Quantinuum's $68 Debut Pop Evaporates — QNT Perp Settles at the $60 IPO Floor
QNT on Hyperliquid is a pre-IPO market on Quantinuum's implied share price, and on June 4 the real stock listed on Nasdaq. It opened at $68, up 13.3% from the $60 IPO price, then gave almost all of it back to close near $60.80. The perp had spent weeks implying roughly $101 a share, so its 39.83% slide to $60.91 is the contract tracking the stock all the way down to its IPO floor. This is the same convergence as the open — except the open didn't hold.
Mover Brief
The $68 Open Didn't Hold
QNT's earlier convergence story was clean: a pre-IPO perp implying triple digits got anchored to a real listing. But the listing it anchored to has moved. Quantinuum opened at $68 on the Nasdaq — a 13.3% pop over its $60 IPO price and a $17.63 billion valuation at the print — then spent the session bleeding it back. The stock traded a $63.25 to $71.35 range and finished near $60.80, sitting essentially on its $60 IPO price. The entire debut premium was gone by the close.
That is why the perp is at $60.91 and down 39.83% on the 24h tape rather than parked at $68. The contract isn't just converging to where Quantinuum *opened* — it's tracking where Quantinuum actually *settled*, and the answer was the floor.
Why the Perp Is Pinned to the Floor
Back out the 39.83% decline and QNT was implying roughly $101 a share a day ago. The move captures the full round trip in one window: weeks of pre-IPO speculation, the $68 first trade, and the fade back to the $60 strike. With a listed stock now printing every second, the perp has no narrative left to price — only a basis to a tape.

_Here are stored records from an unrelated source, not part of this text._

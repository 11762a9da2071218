//! # dtr-proto
//!
//! Wire model for the Dynamic Token Ring (DTR) protocol: the frame
//! layout shared by every peer on the broadcast channel, plus the
//! compile-time constants derived from it.
//!
//! The format is deliberately minimal. Every scalar is a single byte, so
//! there are no endianness concerns, and a whole frame is:
//!
//! ```text
//! [packet_size, message_type, source_id, target_id, data_size, data...]
//! ```
//!
//! with `packet_size == PACKET_HEADER_SIZE + data_size`.

pub mod constants;
pub mod time;

use constants::{MAX_PACKET_SIZE, PACKET_HEADER_SIZE};
use std::fmt;
use thiserror::Error;

/// Frame classes of the DTR protocol, with their wire values.
#[derive(Debug, Clone, Copy, PartialEq, Eq, Hash)]
#[repr(u8)]
pub enum MessageType {
    /// Application payload, acknowledged by the target.
    Data = 1,
    /// Acknowledgement for a received `Data` frame. Fire-and-forget.
    DataAck = 2,
    /// Offer of the token to the successor.
    Token = 3,
    /// The successor accepting a token offer.
    Rts = 4,
    /// The predecessor clearing the new holder to send. Fire-and-forget.
    Cts = 5,
    /// Discovery announcement carrying the known peer set.
    Handshake = 6,
    /// Distribution of a new ring membership, acknowledged like data.
    TopologyReconfig = 7,
}

impl MessageType {
    /// Parses the wire value of a message type.
    pub fn from_wire(value: u8) -> Option<MessageType> {
        match value {
            1 => Some(MessageType::Data),
            2 => Some(MessageType::DataAck),
            3 => Some(MessageType::Token),
            4 => Some(MessageType::Rts),
            5 => Some(MessageType::Cts),
            6 => Some(MessageType::Handshake),
            7 => Some(MessageType::TopologyReconfig),
            _ => None,
        }
    }
}

impl fmt::Display for MessageType {
    fn fmt(&self, f: &mut fmt::Formatter<'_>) -> fmt::Result {
        let name = match self {
            MessageType::Data => "DATA",
            MessageType::DataAck => "DATA_ACK",
            MessageType::Token => "TOKEN",
            MessageType::Rts => "RTS",
            MessageType::Cts => "CTS",
            MessageType::Handshake => "HANDSHAKE",
            MessageType::TopologyReconfig => "TOPOLOGY_RECONFIG",
        };
        f.write_str(name)
    }
}

/// Errors rejecting a frame at decode time.
#[derive(Debug, Clone, PartialEq, Eq, Error)]
pub enum DecodeError {
    #[error("frame shorter than the packet header: {0} bytes")]
    Truncated(usize),
    #[error("reported size {reported} exceeds the {received} received bytes")]
    LengthExceedsFrame { reported: usize, received: usize },
    #[error("reported size {0} exceeds the maximum frame size")]
    FrameTooLarge(usize),
    #[error("header declares {data_size} payload bytes but {reported} total")]
    SizeMismatch { reported: usize, data_size: usize },
    #[error("unknown message type {0}")]
    UnknownType(u8),
}

/// The sole on-wire unit of the protocol.
#[derive(Debug, Clone, PartialEq, Eq)]
pub struct Packet {
    pub message_type: MessageType,
    pub source_id: u8,
    pub target_id: u8,
    pub data: Vec<u8>,
}

impl Packet {
    /// A frame carrying a payload. Payloads are validated against
    /// `MAX_PAYLOAD_SIZE` at the API boundary, before a frame reaches
    /// the wire.
    pub fn new(message_type: MessageType, source_id: u8, target_id: u8, data: Vec<u8>) -> Packet {
        Packet {
            message_type,
            source_id,
            target_id,
            data,
        }
    }

    /// A header-only service frame (TOKEN, RTS, CTS, DATA_ACK).
    pub fn service(message_type: MessageType, source_id: u8, target_id: u8) -> Packet {
        Packet::new(message_type, source_id, target_id, Vec::new())
    }

    pub fn data_size(&self) -> usize {
        self.data.len()
    }

    /// Total serialized size, header included.
    pub fn packet_size(&self) -> usize {
        PACKET_HEADER_SIZE + self.data.len()
    }

    /// Serializes the frame into its fixed layout.
    pub fn encode(&self) -> Vec<u8> {
        let mut frame = Vec::with_capacity(self.packet_size());
        frame.push(self.packet_size() as u8);
        frame.push(self.message_type as u8);
        frame.push(self.source_id);
        frame.push(self.target_id);
        frame.push(self.data.len() as u8);
        frame.extend_from_slice(&self.data);
        frame
    }

    /// Parses a received frame. The radio may deliver trailing bytes past
    /// `packet_size` (fixed-size air frames); those are ignored.
    pub fn decode(frame: &[u8]) -> Result<Packet, DecodeError> {
        if frame.len() < PACKET_HEADER_SIZE {
            return Err(DecodeError::Truncated(frame.len()));
        }

        let reported = frame[0] as usize;
        if reported > frame.len() {
            return Err(DecodeError::LengthExceedsFrame {
                reported,
                received: frame.len(),
            });
        }
        if reported > MAX_PACKET_SIZE {
            return Err(DecodeError::FrameTooLarge(reported));
        }
        if reported < PACKET_HEADER_SIZE {
            return Err(DecodeError::Truncated(reported));
        }

        let message_type =
            MessageType::from_wire(frame[1]).ok_or(DecodeError::UnknownType(frame[1]))?;

        let data_size = frame[4] as usize;
        if reported != PACKET_HEADER_SIZE + data_size {
            return Err(DecodeError::SizeMismatch {
                reported,
                data_size,
            });
        }

        Ok(Packet {
            message_type,
            source_id: frame[2],
            target_id: frame[3],
            data: frame[PACKET_HEADER_SIZE..reported].to_vec(),
        })
    }
}

impl fmt::Display for Packet {
    fn fmt(&self, f: &mut fmt::Formatter<'_>) -> fmt::Result {
        write!(
            f,
            "{} {} -> {} ({} bytes)",
            self.message_type,
            self.source_id,
            self.target_id,
            self.data.len()
        )
    }
}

For anyone long the implied price near $100, this is the textbook pre-IPO risk resolving in real time. A speculative book of guesses got replaced by a real book of institutional demand that cleared at $60, and the stock couldn't hold its first-day mark above it. From here QNT is no longer a bet on *what Quantinuum is worth* — it's a bet on the perp's basis to a stock that just told you it's worth about $60.
The Valuation Always Pointed Here
Even at the $60 IPO price, the math was the bear case. Quantinuum priced 28 million Class A shares at $60 — above its $53–$55 range — and raised $1.68 billion, the largest quantum computing IPO to date. But the financials underneath are thin: Q1 2026 revenue fell 73% year over year to $5.24 million against a $136.5 million quarterly net loss, and 2025 revenue of roughly $31 million put the deal near 453x trailing sales.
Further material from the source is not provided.